Geez, I haven't financed a car for 8 years, but the one time that I did not pay cash I made certain the financing was approved PRIOR to handing over my trade-in and driving the car off the lot. That is the best thing to do if you can.
However, I saw this happen to a friend of mine and this is how it went. He bought a car and drove it off the lot and left his trade-in at the dealership. Three days later, they called and said the financing fell through and that he'd have to bring the car back. So he did expecting to be given his trade-in and downpayment back. Uh. . .no.
They had already shipped his trade-in off to a wholesaler. They offered him a car from their used lot that wasn't even close to what he had wanted to buy stating that, that was the kind of car they could finance for him. They flat out refused to locate his trade-in and give it back.
They had the nerve to start the financing paperwork for him on the used jalopy and had applied his downpayment for the new car to the used one and thus could not "release" the down payment.

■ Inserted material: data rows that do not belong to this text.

#[cfg(test)]
mod tests {
    use super::*;
    use futures_util::stream;
    use std::collections::VecDeque;
    use std::sync::atomic::AtomicUsize;

    type Step = Option<Vec<Result<FeedEvent, AppError>>>;

    struct ScriptedConnector {
        script: Mutex<VecDeque<Step>>,
        hold_open: bool,
        calls: Arc<AtomicUsize>,
    }

    impl ScriptedConnector {
        fn new(steps: Vec<Step>, hold_open: bool) -> (Self, Arc<AtomicUsize>) {
            let calls = Arc::new(AtomicUsize::new(0));
            (
                Self {
                    script: Mutex::new(steps.into()),
                    hold_open,
                    calls: Arc::clone(&calls),
                },
                calls,
            )
        }
    }

    #[async_trait]
    impl FeedConnector for ScriptedConnector {
        async fn connect(&self) -> Result<FeedLink, AppError> {
            self.calls.fetch_add(1, Ordering::SeqCst);
            let step = self.script.lock().pop_front().flatten();
            let Some(items) = step else {
                return Err(AppError::Transport("connection refused".to_string()));
            };
            let items = stream::iter(items);
            let link: FeedLink = if self.hold_open {
                items.chain(stream::pending()).boxed()
            } else {
                items.boxed()
            };
            Ok(link)
        }
    }

    fn fast_config() -> SessionConfig {
        SessionConfig {
            max_reconnect_attempts: 5,
            reconnect_base_delay: Duration::from_millis(10),
        }
    }

    fn removal(id: &str) -> FeedEvent {
        FeedEvent::TokenRemoved(id.to_string())
    }

    async fn wait_for_state<C: FeedConnector>(session: &FeedSession<C>, state: SessionState) {
        for _ in 0..2_000 {
            if session.status().state == state {
                return;
            }
            tokio::time::sleep(Duration::from_millis(5)).await;
        }
        panic!("session never reached {state:?}");
    }

    fn record(
        session: &FeedSession<ScriptedConnector>,
        kind: FeedEventKind,
    ) -> Arc<Mutex<Vec<SessionEvent>>> {
        let seen = Arc::new(Mutex::new(Vec::new()));
        let sink = Arc::clone(&seen);
        session.on(kind, move |event| sink.lock().push(event.clone()));
        seen
    }

    #[test]
    fn backoff_doubles_per_attempt() {
        let base = Duration::from_secs(1);
        assert_eq!(backoff_delay(base, 1), Duration::from_secs(2));
        assert_eq!(backoff_delay(base, 3), Duration::from_secs(8));
        assert_eq!(backoff_delay(base, 5), Duration::from_secs(32));
    }

    #[test]
    fn event_names_round_trip() {
        for kind in FeedEventKind::ALL {
            assert_eq!(FeedEventKind::from_name(kind.as_str()), Some(kind));
        }
        assert_eq!(FeedEventKind::from_name("order_book"), None);
    }

    #[tokio::test(start_paused = true)]
    async fn exhausted_reconnects_fail_permanently() {
        let (connector, calls) = ScriptedConnector::new(
            vec![Some(vec![Ok(removal("x"))]), None, None, None, None, None],
            false,
        );
        let session = FeedSession::new(connector, fast_config());
        let errors = record(&session, FeedEventKind::Error);

        session.connect().await.expect("first connect succeeds");
        wait_for_state(&session, SessionState::Failed).await;

        assert_eq!(calls.load(Ordering::SeqCst), 6);
        assert_eq!(errors.lock().len(), 1);
        assert!(matches!(
            &errors.lock()[0],
            SessionEvent::Error { message } if message.contains("after 5 reconnect attempts")
        ));

        tokio::time::sleep(Duration::from_secs(60)).await;
        assert_eq!(calls.load(Ordering::SeqCst), 6);
        assert_eq!(session.status().state, SessionState::Failed);
    }

    #[tokio::test(start_paused = true)]
    async fn successful_reconnect_resets_attempt_counter() {
        let (connector, calls) = ScriptedConnector::new(
            vec![
                Some(Vec::new()),
                None,
                None,
                Some(Vec::new()),
                None,
                None,
                None,
                None,
                None,
            ],
            false,
        );
        let session = FeedSession::new(connector, fast_config());
        let attempts = record(&session, FeedEventKind::Reconnecting);
        let connected = record(&session, FeedEventKind::Connected);

        session.connect().await.expect("first connect succeeds");
        wait_for_state(&session, SessionState::Failed).await;

        assert_eq!(calls.load(Ordering::SeqCst), 9);
        assert_eq!(connected.lock().len(), 2);
        let observed: Vec<u32> = attempts
            .lock()
            .iter()
            .filter_map(|event| match event {
                SessionEvent::Reconnecting { attempt, .. } => Some(*attempt),
                _ => None,
            })
            .collect();
        assert_eq!(observed, vec![1, 2, 3, 1, 2, 3, 4, 5]);
    }

    #[tokio::test(start_paused = true)]
    async fn failed_initial_connect_is_not_retried() {
        let (connector, calls) = ScriptedConnector::new(vec![None], false);
        let session = FeedSession::new(connector, fast_config());
        let errors = record(&session, FeedEventKind::Error);

        assert!(session.connect().await.is_err());
        tokio::time::sleep(Duration::from_secs(10)).await;

        assert_eq!(calls.load(Ordering::SeqCst), 1);
        assert_eq!(errors.lock().len(), 1);
        assert_eq!(session.status().state, SessionState::Disconnected);
    }

    #[tokio::test(start_paused = true)]
    async fn malformed_events_are_skipped_in_order() {
        let (connector, _) = ScriptedConnector::new(
            vec![Some(vec![
                Ok(removal("a")),
                Err(AppError::MalformedEvent("bad frame".to_string())),
                Ok(removal("b")),
            ])],
            true,
        );
        let session = FeedSession::new(connector, fast_config());
        let removals = record(&session, FeedEventKind::TokenRemoved);
        let errors = record(&session, FeedEventKind::Error);

        session.connect().await.expect("connect succeeds");
        tokio::time::sleep(Duration::from_millis(50)).await;

        assert_eq!(
            *removals.lock(),
            vec![SessionEvent::Feed(removal("a")), SessionEvent::Feed(removal("b"))]
        );
        assert_eq!(errors.lock().len(), 1);
        let status = session.status();
        assert_eq!(status.state, SessionState::Connected);
        assert_eq!(status.events_received, 2);
        session.disconnect();
    }

    #[tokio::test(start_paused = true)]
    async fn disconnect_silences_listeners_and_is_idempotent() {
        let (connector, calls) =
            ScriptedConnector::new(vec![Some(vec![Ok(removal("a"))])], true);
        let session = FeedSession::new(connector, fast_config());
        let removals = record(&session, FeedEventKind::TokenRemoved);
        let disconnects = record(&session, FeedEventKind::Disconnected);

        session.connect().await.expect("connect succeeds");
        session.connect().await.expect("second connect is a no-op");
        tokio::time::sleep(Duration::from_millis(20)).await;
        session.disconnect();
        session.disconnect();
        tokio::time::sleep(Duration::from_secs(30)).await;

        assert_eq!(calls.load(Ordering::SeqCst), 1);
        assert_eq!(removals.lock().len(), 1);
        assert!(disconnects.lock().is_empty());
        assert_eq!(session.status().state, SessionState::Disconnected);
    }

    #[tokio::test(start_paused = true)]
    async fn multiple_listeners_and_selective_removal() {
        let (connector, _) = ScriptedConnector::new(
            vec![Some(vec![Ok(removal("a"))]), Some(vec![Ok(removal("b"))])],
            true,
        );
        let session = FeedSession::new(connector, fast_config());
        let first = Arc::new(AtomicUsize::new(0));
        let second = Arc::new(AtomicUsize::new(0));
        let first_sink = Arc::clone(&first);
        let second_sink = Arc::clone(&second);
        let first_id = session.on(FeedEventKind::TokenRemoved, move |_| {
            first_sink.fetch_add(1, Ordering::SeqCst);
        });
        session.on(FeedEventKind::TokenRemoved, move |_| {
            second_sink.fetch_add(1, Ordering::SeqCst);
        });

        session.connect().await.expect("connect succeeds");
        tokio::time::sleep(Duration::from_millis(20)).await;
        assert_eq!(first.load(Ordering::SeqCst), 1);
        assert_eq!(second.load(Ordering::SeqCst), 1);

        assert!(session.remove_listener(first_id));
        assert!(!session.remove_listener(first_id));
        assert_eq!(session.off(FeedEventKind::TokenRemoved), 1);
        assert_eq!(session.off(FeedEventKind::TokenRemoved), 0);
        session.disconnect();
    }
}
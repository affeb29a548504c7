use crate::pulse::store::SharedTokenStore;
use crate::pulse::types::{SessionState, SessionStatusSnapshot};
use crate::state::AppState;
use serde::Serialize;
use std::time::Instant;

#[derive(Debug, Serialize)]
#[serde(rename_all = "camelCase")]
pub struct HealthResponse {
    pub status: &'static str,
    pub uptime_ms: u128,
    pub session: SessionState,
    pub entities: usize,
    pub projection: usize,
}

pub fn build_health_response(
    started_at: Instant,
    session: &SessionStatusSnapshot,
    store: &SharedTokenStore,
) -> HealthResponse {
    let (entities, projection) =
        store.read(|readable| (readable.len(), readable.projection().len()));
    let status = match session.state {
        SessionState::Failed => "degraded",
        _ => "ok",
    };

    HealthResponse {
        status,
        uptime_ms: started_at.elapsed().as_millis(),
        session: session.state,
        entities,
        projection,
    }
}

pub fn health(state: &AppState) -> HealthResponse {
    let session = state.feed_status.read().clone();
    build_health_response(state.started_at, &session, &state.store)
}

#[cfg(test)]
mod tests {
    use super::*;
    use crate::pulse::config::StoreOptions;
    use crate::pulse::types::tests::sample_token;

    #[test]
    fn health_reports_ok_status_and_store_counts() {
        let store = SharedTokenStore::new(StoreOptions::default());
        let mut listed = sample_token("listed", 1.0);
        listed.is_new = true;
        let unlisted = sample_token("unlisted", 2.0);
        store.apply_initial(vec![listed.into(), unlisted.into()]);
        let session = SessionStatusSnapshot::disconnected(None);

        let response = build_health_response(Instant::now(), &session, &store);

        assert_eq!(response.status, "ok");
        assert_eq!(response.session, SessionState::Disconnected);
        assert_eq!(response.entities, 2);
        assert_eq!(response.projection, 1);
        assert!(response.uptime_ms <= 1_000);
    }

    #[test]
    fn failed_session_degrades_health() {
        let store = SharedTokenStore::new(StoreOptions::default());
        let session = SessionStatusSnapshot {
            state: SessionState::Failed,
            ..SessionStatusSnapshot::disconnected(Some("retries exhausted".to_string()))
        };

        let response = build_health_response(Instant::now(), &session, &store);

        assert_eq!(response.status, "degraded");
        assert_eq!(response.entities, 0);
    }
}
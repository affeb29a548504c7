use serde::ser::Serializer;
use thiserror::Error;

#[derive(Debug, Error)]
pub enum AppError {
    #[error("invalid argument: {0}")]
    InvalidArgument(String),
    #[error("malformed event: {0}")]
    MalformedEvent(String),
    #[error("transport error: {0}")]
    Transport(String),
    #[error("connection failed: {0}")]
    ConnectionFailed(String),
    #[error("operation cancelled: {0}")]
    Cancelled(String),
    #[error("io error: {0}")]
    Io(#[from] std::io::Error),
    #[error("request error: {0}")]
    Reqwest(#[from] reqwest::Error),
    #[error("websocket error: {0}")]
    WebSocket(Box<tokio_tungstenite::tungstenite::Error>),
    #[error("json decode error: {0}")]
    SimdJson(#[from] simd_json::Error),
}

impl AppError {
    /// Data-level errors reject a single event; everything else ends the link.
    pub fn is_data_error(&self) -> bool {
        matches!(self, Self::MalformedEvent(_) | Self::SimdJson(_))
    }
}

impl From<tokio_tungstenite::tungstenite::Error> for AppError {
    fn from(value: tokio_tungstenite::tungstenite::Error) -> Self {
        Self::WebSocket(Box::new(value))
    }
}

impl serde::Serialize for AppError {
    fn serialize<S>(&self, serializer: S) -> Result<S::Ok, S::Error>
    where
        S: Serializer,
    {
        serializer.serialize_str(&self.to_string())
    }
}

If that wasn't bad enough it got worse. He demanded an explanation and a copy of his loan application. The salesman had neglected to include his shift differential pay to his annual income which made a significant difference (this is why you should always double check you application and not let the salesman "help" you with it). He pointed out the error and the salesman told him he was still out of luck because he signed it and refused to resubmit it.
As luck would have it, the owner of the dealership was in for an annual spot check and my friend grabbed him and told him what was going on. After much discussion and threat of a lawsuit, he got to keep the new car after verification was made that there was more income than stated on the application.
I drove my friend home to get his W-2 and he presented it. Not good enough, verbal verification was still needed. 2 days later they told him to pick up the new car and that financing had been approved, but they stuck him with a hefty application fee (he did sign the incorrect document and was out of a car until he agreed to pay it, so he did) and he had been driving a rental car.
If there had not been an error though, to answer your question, yes the dealership took the car back.